## Exercise details:
Every record, from the first to the last, is to be printed again exactly.
********
//! Error types for the textpress library.
//!
//! Two error types reflect two distinct boundaries:
//!
//! * [`TextpressError`]: **Fatal**: an operation cannot proceed (bad input,
//!   a delegate converter failed, the workspace is unusable). Returned as
//!   `Err(TextpressError)` from every pipeline stage and action.
//!
//! * [`PublishError`]: failures at the publish boundary. They are kept
//!   apart so the publish action can tell configuration problems, missing
//!   files and remote failures from each other, log them, and report a
//!   failed publish instead of aborting the process.

use std::path::PathBuf;
use thiserror::Error;

/// All fatal errors returned by the textpress library.
#[derive(Debug, Error)]
pub enum TextpressError {
    // ── Input errors ──────────────────────────────────────────────────────
    /// Input file was not found at the given path.
    #[error("File not found: '{path}'\nCheck the path exists and is readable.")]
    FileNotFound { path: PathBuf },

    /// Process does not have read permission on the file.
    #[error("Permission denied reading '{path}'\nTry: chmod +r {path:?}")]
    PermissionDenied { path: PathBuf },

    /// The item's declared kind is not accepted by the requested operation.
    #[error("Invalid input for '{operation}': {detail}")]
    InvalidInput { operation: String, detail: String },

    /// The item's declared type/format matches no known content kind.
    #[error("Unsupported input: don't know how to convert item of type '{item_type}' and format '{format}'")]
    UnsupportedInput { item_type: String, format: String },

    /// A URL input could not be fetched.
    #[error("Failed to fetch '{url}': {reason}\nCheck your internet connection.")]
    FetchFailed { url: String, reason: String },

    // ── Config errors ─────────────────────────────────────────────────────
    /// A required setting is missing or invalid.
    #[error("Configuration error: {0}")]
    Config(String),

    // ── Stage errors ──────────────────────────────────────────────────────
    /// An external delegate (docx reader, HTML converter, renderer, minifier)
    /// failed. `completed` lists the stages that finished before it.
    #[error("{stage} failed: {detail}{}", completed_suffix(.completed))]
    StageFailed {
        stage: &'static str,
        completed: Vec<&'static str>,
        detail: String,
    },

    /// The external tool backing a PDF converter is not installed.
    #[error("PDF converter '{converter}' is not available: {detail}\nInstall it with: {hint}")]
    ConverterUnavailable {
        converter: String,
        detail: String,
        hint: String,
    },

    // ── Publish errors ────────────────────────────────────────────────────
    #[error(transparent)]
    Publish(#[from] PublishError),

    // ── Workspace / I/O errors ────────────────────────────────────────────
    /// Workspace directory layout or cache record problem.
    #[error("Workspace error at '{path}': {detail}")]
    Workspace { path: PathBuf, detail: String },

    /// Could not read or write a file.
    #[error("I/O error on '{path}': {source}")]
    Io {
        path: PathBuf,
        #[source]
        source: std::io::Error,
    },

    // ── Catch-all ─────────────────────────────────────────────────────────
    /// Unexpected internal error.
    #[error("Internal error: {0}")]
    Internal(String),
}

fn completed_suffix(completed: &[&'static str]) -> String {
    if completed.is_empty() {
        String::new()
    } else {
        format!(" (completed: {})", completed.join(" → "))
    }
}

impl TextpressError {
    /// Wrap an I/O error, mapping `NotFound` and `PermissionDenied` to their
    /// dedicated variants.
    pub fn io(path: impl Into<PathBuf>, source: std::io::Error) -> Self {
        let path = path.into();
        match source.kind() {
            std::io::ErrorKind::NotFound => TextpressError::FileNotFound { path },
            std::io::ErrorKind::PermissionDenied => TextpressError::PermissionDenied { path },
            _ => TextpressError::Io { path, source },
        }
    }

    /// Wrap a delegate failure with the name of the stage that raised it.
    pub fn stage(stage: &'static str, detail: impl std::fmt::Display) -> Self {
        TextpressError::StageFailed {
            stage,
            completed: Vec::new(),
            detail: detail.to_string(),
        }
    }
}

/// Failures at the publish boundary.
#[derive(Debug, Error)]
pub enum PublishError {
    /// A required environment variable is missing. Raised before any
    /// network call is attempted.
    #[error("{var} environment variable not set.\nExport it or add it to a .env file.")]
    Config { var: &'static str },

    /// A file passed to the publisher does not exist or cannot be read.
    #[error("Cannot publish '{path}': file not found or unreadable")]
    FileNotFound { path: PathBuf },

    /// Two files in one batch share a base name; the manifest could not
    /// tell them apart.
    #[error("Cannot publish two files named '{name}' in one batch")]
    DuplicateName { name: String },

    /// The publish endpoint answered with a non-success status.
    #[error("Publish request failed with HTTP {status}: {body}")]
    Http { status: u16, body: String },

    /// The request never produced a response (DNS, TLS, timeout, ...).
    #[error("Publish request failed: {0}")]
    Transport(String),

    /// The endpoint answered 2xx but the manifest could not be understood.
    #[error("Malformed publish response: {0}")]
    MalformedResponse(String),
}

impl PublishError {
    /// Short machine-friendly label used in logs and reports.
    pub fn kind(&self) -> &'static str {
        match self {
            PublishError::Config { .. } => "configuration",
            PublishError::FileNotFound { .. } => "file-not-found",
            PublishError::DuplicateName { .. } => "duplicate-name",
            PublishError::Http { .. } => "http",
            PublishError::Transport(_) => "transport",
            PublishError::MalformedResponse(_) => "malformed-response",
        }
    }
}

/// Result alias used throughout the library.
pub type Result<T> = std::result::Result<T, TextpressError>;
********
## Written response:
//! Error types for the textpress library.
//!
//! Two error types reflect two distinct boundaries:
//!
//! * [`TextpressError`]: **Fatal**: an operation cannot proceed (bad input,
//!   a delegate converter failed, the workspace is unusable). Returned as
//!   `Err(TextpressError)` from every pipeline stage and action.
//!
//! * [`PublishError`]: failures at the publish boundary. They are kept
//!   apart so the publish action can tell configuration problems, missing
//!   files and remote failures from each other, log them, and report a
//!   failed publish instead of aborting the process.

use std::path::PathBuf;
use thiserror::Error;

/// All fatal errors returned by the textpress library.
#[derive(Debug, Error)]
pub enum TextpressError {
    // ── Input errors ──────────────────────────────────────────────────────
    /// Input file was not found at the given path.
    #[error("File not found: '{path}'\nCheck the path exists and is readable.")]
    FileNotFound { path: PathBuf },

    /// Process does not have read permission on the file.
    #[error("Permission denied reading '{path}'\nTry: chmod +r {path:?}")]
    PermissionDenied { path: PathBuf },

    /// The item's declared kind is not accepted by the requested operation.
    #[error("Invalid input for '{operation}': {detail}")]
    InvalidInput { operation: String, detail: String },

    /// The item's declared type/format matches no known content kind.
    #[error("Unsupported input: don't know how to convert item of type '{item_type}' and format '{format}'")]
    UnsupportedInput { item_type: String, format: String },

    /// A URL input could not be fetched.
    #[error("Failed to fetch '{url}': {reason}\nCheck your internet connection.")]
    FetchFailed { url: String, reason: String },

    // ── Config errors ─────────────────────────────────────────────────────
    /// A required setting is missing or invalid.
    #[error("Configuration error: {0}")]
    Config(String),

    // ── Stage errors ──────────────────────────────────────────────────────
    /// An external delegate (docx reader, HTML converter, renderer, minifier)
    /// failed. `completed` lists the stages that finished before it.
    #[error("{stage} failed: {detail}{}", completed_suffix(.completed))]
    StageFailed {
        stage: &'static str,
        completed: Vec<&'static str>,
        detail: String,
    },

    /// The external tool backing a PDF converter is not installed.
    #[error("PDF converter '{converter}' is not available: {detail}\nInstall it with: {hint}")]
    ConverterUnavailable {
        converter: String,
        detail: String,
        hint: String,
    },

    // ── Publish errors ────────────────────────────────────────────────────
    #[error(transparent)]
    Publish(#[from] PublishError),

    // ── Workspace / I/O errors ────────────────────────────────────────────
    /// Workspace directory layout or cache record problem.
    #[error("Workspace error at '{path}': {detail}")]
    Workspace { path: PathBuf, detail: String },

    /// Could not read or write a file.
    #[error("I/O error on '{path}': {source}")]
    Io {
        path: PathBuf,
        #[source]
        source: std::io::Error,
    },

    // ── Catch-all ─────────────────────────────────────────────────────────
    /// Unexpected internal error.
    #[error("Internal error: {0}")]
    Internal(String),
}

fn completed_suffix(completed: &[&'static str]) -> String {
    if completed.is_empty() {
        String::new()
    } else {
        format!(" (completed: {})", completed.join(" → "))
    }
}

impl TextpressError {
    /// Wrap an I/O error, mapping `NotFound` and `PermissionDenied` to their
    /// dedicated variants.
    pub fn io(path: impl Into<PathBuf>, source: std::io::Error) -> Self {
        let path = path.into();
        match source.kind() {
            std::io::ErrorKind::NotFound => TextpressError::FileNotFound { path },
            std::io::ErrorKind::PermissionDenied => TextpressError::PermissionDenied { path },
            _ => TextpressError::Io { path, source },
        }
    }

    /// Wrap a delegate failure with the name of the stage that raised it.
    pub fn stage(stage: &'static str, detail: impl std::fmt::Display) -> Self {
        TextpressError::StageFailed {
            stage,
            completed: Vec::new(),
            detail: detail.to_string(),
        }
    }
}

/// Failures at the publish boundary.
#[derive(Debug, Error)]
pub enum PublishError {
    /// A required environment variable is missing. Raised before any
    /// network call is attempted.
    #[error("{var} environment variable not set.\nExport it or add it to a .env file.")]
    Config { var: &'static str },

    /// A file passed to the publisher does not exist or cannot be read.
    #[error("Cannot publish '{path}': file not found or unreadable")]
    FileNotFound { path: PathBuf },

    /// Two files in one batch share a base name; the manifest could not
    /// tell them apart.
    #[error("Cannot publish two files named '{name}' in one batch")]
    DuplicateName { name: String },

    /// The publish endpoint answered with a non-success status.
    #[error("Publish request failed with HTTP {status}: {body}")]
    Http { status: u16, body: String },

    /// The request never produced a response (DNS, TLS, timeout, ...).
    #[error("Publish request failed: {0}")]
    Transport(String),

    /// The endpoint answered 2xx but the manifest could not be understood.
    #[error("Malformed publish response: {0}")]
    MalformedResponse(String),
}

impl PublishError {
    /// Short machine-friendly label used in logs and reports.
    pub fn kind(&self) -> &'static str {
        match self {
            PublishError::Config { .. } => "configuration",
            PublishError::FileNotFound { .. } => "file-not-found",
            PublishError::DuplicateName { .. } => "duplicate-name",
            PublishError::Http { .. } => "http",
            PublishError::Transport(_) => "transport",
            PublishError::MalformedResponse(_) => "malformed-response",
        }
    }
}

/// Result alias used throughout the library.
pub type Result<T> = std::result::Result<T, TextpressError>;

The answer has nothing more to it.